(Dataset entries)
* * * * * * *

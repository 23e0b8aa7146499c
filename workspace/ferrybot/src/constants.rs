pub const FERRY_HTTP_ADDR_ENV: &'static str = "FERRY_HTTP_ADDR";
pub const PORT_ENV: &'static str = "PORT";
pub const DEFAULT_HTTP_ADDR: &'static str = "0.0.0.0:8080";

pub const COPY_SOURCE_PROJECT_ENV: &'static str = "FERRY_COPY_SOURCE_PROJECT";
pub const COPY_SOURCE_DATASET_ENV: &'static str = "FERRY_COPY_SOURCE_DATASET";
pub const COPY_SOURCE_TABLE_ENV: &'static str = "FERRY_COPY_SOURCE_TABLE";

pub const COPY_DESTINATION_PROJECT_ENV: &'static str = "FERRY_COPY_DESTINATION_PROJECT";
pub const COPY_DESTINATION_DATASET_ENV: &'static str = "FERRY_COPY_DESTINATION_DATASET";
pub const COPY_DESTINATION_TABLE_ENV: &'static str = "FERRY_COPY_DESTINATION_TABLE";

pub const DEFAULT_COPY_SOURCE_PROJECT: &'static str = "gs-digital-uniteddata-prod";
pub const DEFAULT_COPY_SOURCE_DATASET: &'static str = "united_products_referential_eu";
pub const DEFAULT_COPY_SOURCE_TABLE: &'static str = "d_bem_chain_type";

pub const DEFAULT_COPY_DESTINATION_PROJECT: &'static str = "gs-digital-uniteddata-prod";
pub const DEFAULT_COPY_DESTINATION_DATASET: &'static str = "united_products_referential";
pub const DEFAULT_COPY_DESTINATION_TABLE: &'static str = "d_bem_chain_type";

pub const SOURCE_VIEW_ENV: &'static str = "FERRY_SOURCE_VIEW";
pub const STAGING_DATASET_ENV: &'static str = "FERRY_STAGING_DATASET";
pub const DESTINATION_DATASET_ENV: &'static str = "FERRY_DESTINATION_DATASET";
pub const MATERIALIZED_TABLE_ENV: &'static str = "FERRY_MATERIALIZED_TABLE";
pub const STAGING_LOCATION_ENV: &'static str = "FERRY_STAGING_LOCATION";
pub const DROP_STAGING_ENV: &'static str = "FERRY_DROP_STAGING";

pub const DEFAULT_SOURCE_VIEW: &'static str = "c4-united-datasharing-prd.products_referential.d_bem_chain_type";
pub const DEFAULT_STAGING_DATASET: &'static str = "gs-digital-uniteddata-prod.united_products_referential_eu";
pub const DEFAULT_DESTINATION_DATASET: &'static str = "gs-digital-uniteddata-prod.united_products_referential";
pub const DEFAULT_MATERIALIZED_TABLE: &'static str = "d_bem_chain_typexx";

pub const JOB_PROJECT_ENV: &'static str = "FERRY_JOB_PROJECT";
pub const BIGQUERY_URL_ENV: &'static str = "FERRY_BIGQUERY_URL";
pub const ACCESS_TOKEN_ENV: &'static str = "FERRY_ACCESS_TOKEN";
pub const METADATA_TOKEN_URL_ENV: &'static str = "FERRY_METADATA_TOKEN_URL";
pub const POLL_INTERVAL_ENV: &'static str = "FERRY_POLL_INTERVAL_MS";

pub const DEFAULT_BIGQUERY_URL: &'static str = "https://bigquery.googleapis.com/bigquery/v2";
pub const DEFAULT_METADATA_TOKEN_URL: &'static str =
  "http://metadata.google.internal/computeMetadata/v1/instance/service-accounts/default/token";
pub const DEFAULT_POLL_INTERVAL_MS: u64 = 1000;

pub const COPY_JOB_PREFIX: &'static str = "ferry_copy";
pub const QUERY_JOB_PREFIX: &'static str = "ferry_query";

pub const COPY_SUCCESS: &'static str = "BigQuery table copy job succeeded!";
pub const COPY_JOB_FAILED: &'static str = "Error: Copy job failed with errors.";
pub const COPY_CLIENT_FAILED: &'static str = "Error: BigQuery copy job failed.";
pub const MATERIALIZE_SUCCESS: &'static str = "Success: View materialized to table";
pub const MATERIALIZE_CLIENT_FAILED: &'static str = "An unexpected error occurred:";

* * * * * * *

Exercise directions: Word for word, write out all of the entries.

Result below:
repository 23e0b8aa7146499c
filename workspace/ferrybot/src/constants.rs
pub const FERRY_HTTP_ADDR_ENV: &'static str = "FERRY_HTTP_ADDR";
pub const PORT_ENV: &'static str = "PORT";
pub const DEFAULT_HTTP_ADDR: &'static str = "0.0.0.0:8080";

pub const COPY_SOURCE_PROJECT_ENV: &'static str = "FERRY_COPY_SOURCE_PROJECT";
pub const COPY_SOURCE_DATASET_ENV: &'static str = "FERRY_COPY_SOURCE_DATASET";
pub const COPY_SOURCE_TABLE_ENV: &'static str = "FERRY_COPY_SOURCE_TABLE";

pub const COPY_DESTINATION_PROJECT_ENV: &'static str = "FERRY_COPY_DESTINATION_PROJECT";
pub const COPY_DESTINATION_DATASET_ENV: &'static str = "FERRY_COPY_DESTINATION_DATASET";
pub const COPY_DESTINATION_TABLE_ENV: &'static str = "FERRY_COPY_DESTINATION_TABLE";

pub const DEFAULT_COPY_SOURCE_PROJECT: &'static str = "gs-digital-uniteddata-prod";
pub const DEFAULT_COPY_SOURCE_DATASET: &'static str = "united_products_referential_eu";
pub const DEFAULT_COPY_SOURCE_TABLE: &'static str = "d_bem_chain_type";

pub const DEFAULT_COPY_DESTINATION_PROJECT: &'static str = "gs-digital-uniteddata-prod";
pub const DEFAULT_COPY_DESTINATION_DATASET: &'static str = "united_products_referential";
pub const DEFAULT_COPY_DESTINATION_TABLE: &'static str = "d_bem_chain_type";

pub const SOURCE_VIEW_ENV: &'static str = "FERRY_SOURCE_VIEW";
pub const STAGING_DATASET_ENV: &'static str = "FERRY_STAGING_DATASET";
pub const DESTINATION_DATASET_ENV: &'static str = "FERRY_DESTINATION_DATASET";
pub const MATERIALIZED_TABLE_ENV: &'static str = "FERRY_MATERIALIZED_TABLE";
pub const STAGING_LOCATION_ENV: &'static str = "FERRY_STAGING_LOCATION";
pub const DROP_STAGING_ENV: &'static str = "FERRY_DROP_STAGING";

pub const DEFAULT_SOURCE_VIEW: &'static str = "c4-united-datasharing-prd.products_referential.d_bem_chain_type";
pub const DEFAULT_STAGING_DATASET: &'static str = "gs-digital-uniteddata-prod.united_products_referential_eu";
pub const DEFAULT_DESTINATION_DATASET: &'static str = "gs-digital-uniteddata-prod.united_products_referential";
pub const DEFAULT_MATERIALIZED_TABLE: &'static str = "d_bem_chain_typexx";

pub const JOB_PROJECT_ENV: &'static str = "FERRY_JOB_PROJECT";
pub const BIGQUERY_URL_ENV: &'static str = "FERRY_BIGQUERY_URL";
pub const ACCESS_TOKEN_ENV: &'static str = "FERRY_ACCESS_TOKEN";
pub const METADATA_TOKEN_URL_ENV: &'static str = "FERRY_METADATA_TOKEN_URL";
pub const POLL_INTERVAL_ENV: &'static str = "FERRY_POLL_INTERVAL_MS";

pub const DEFAULT_BIGQUERY_URL: &'static str = "https://bigquery.googleapis.com/bigquery/v2";
pub const DEFAULT_METADATA_TOKEN_URL: &'static str =
  "http://metadata.google.internal/computeMetadata/v1/instance/service-accounts/default/token";
pub const DEFAULT_POLL_INTERVAL_MS: u64 = 1000;

pub const COPY_JOB_PREFIX: &'static str = "ferry_copy";
pub const QUERY_JOB_PREFIX: &'static str = "ferry_query";

pub const COPY_SUCCESS: &'static str = "BigQuery table copy job succeeded!";
pub const COPY_JOB_FAILED: &'static str = "Error: Copy job failed with errors.";
pub const COPY_CLIENT_FAILED: &'static str = "Error: BigQuery copy job failed.";
pub const MATERIALIZE_SUCCESS: &'static str = "Success: View materialized to table";
pub const MATERIALIZE_CLIENT_FAILED: &'static str = "An unexpected error occurred:";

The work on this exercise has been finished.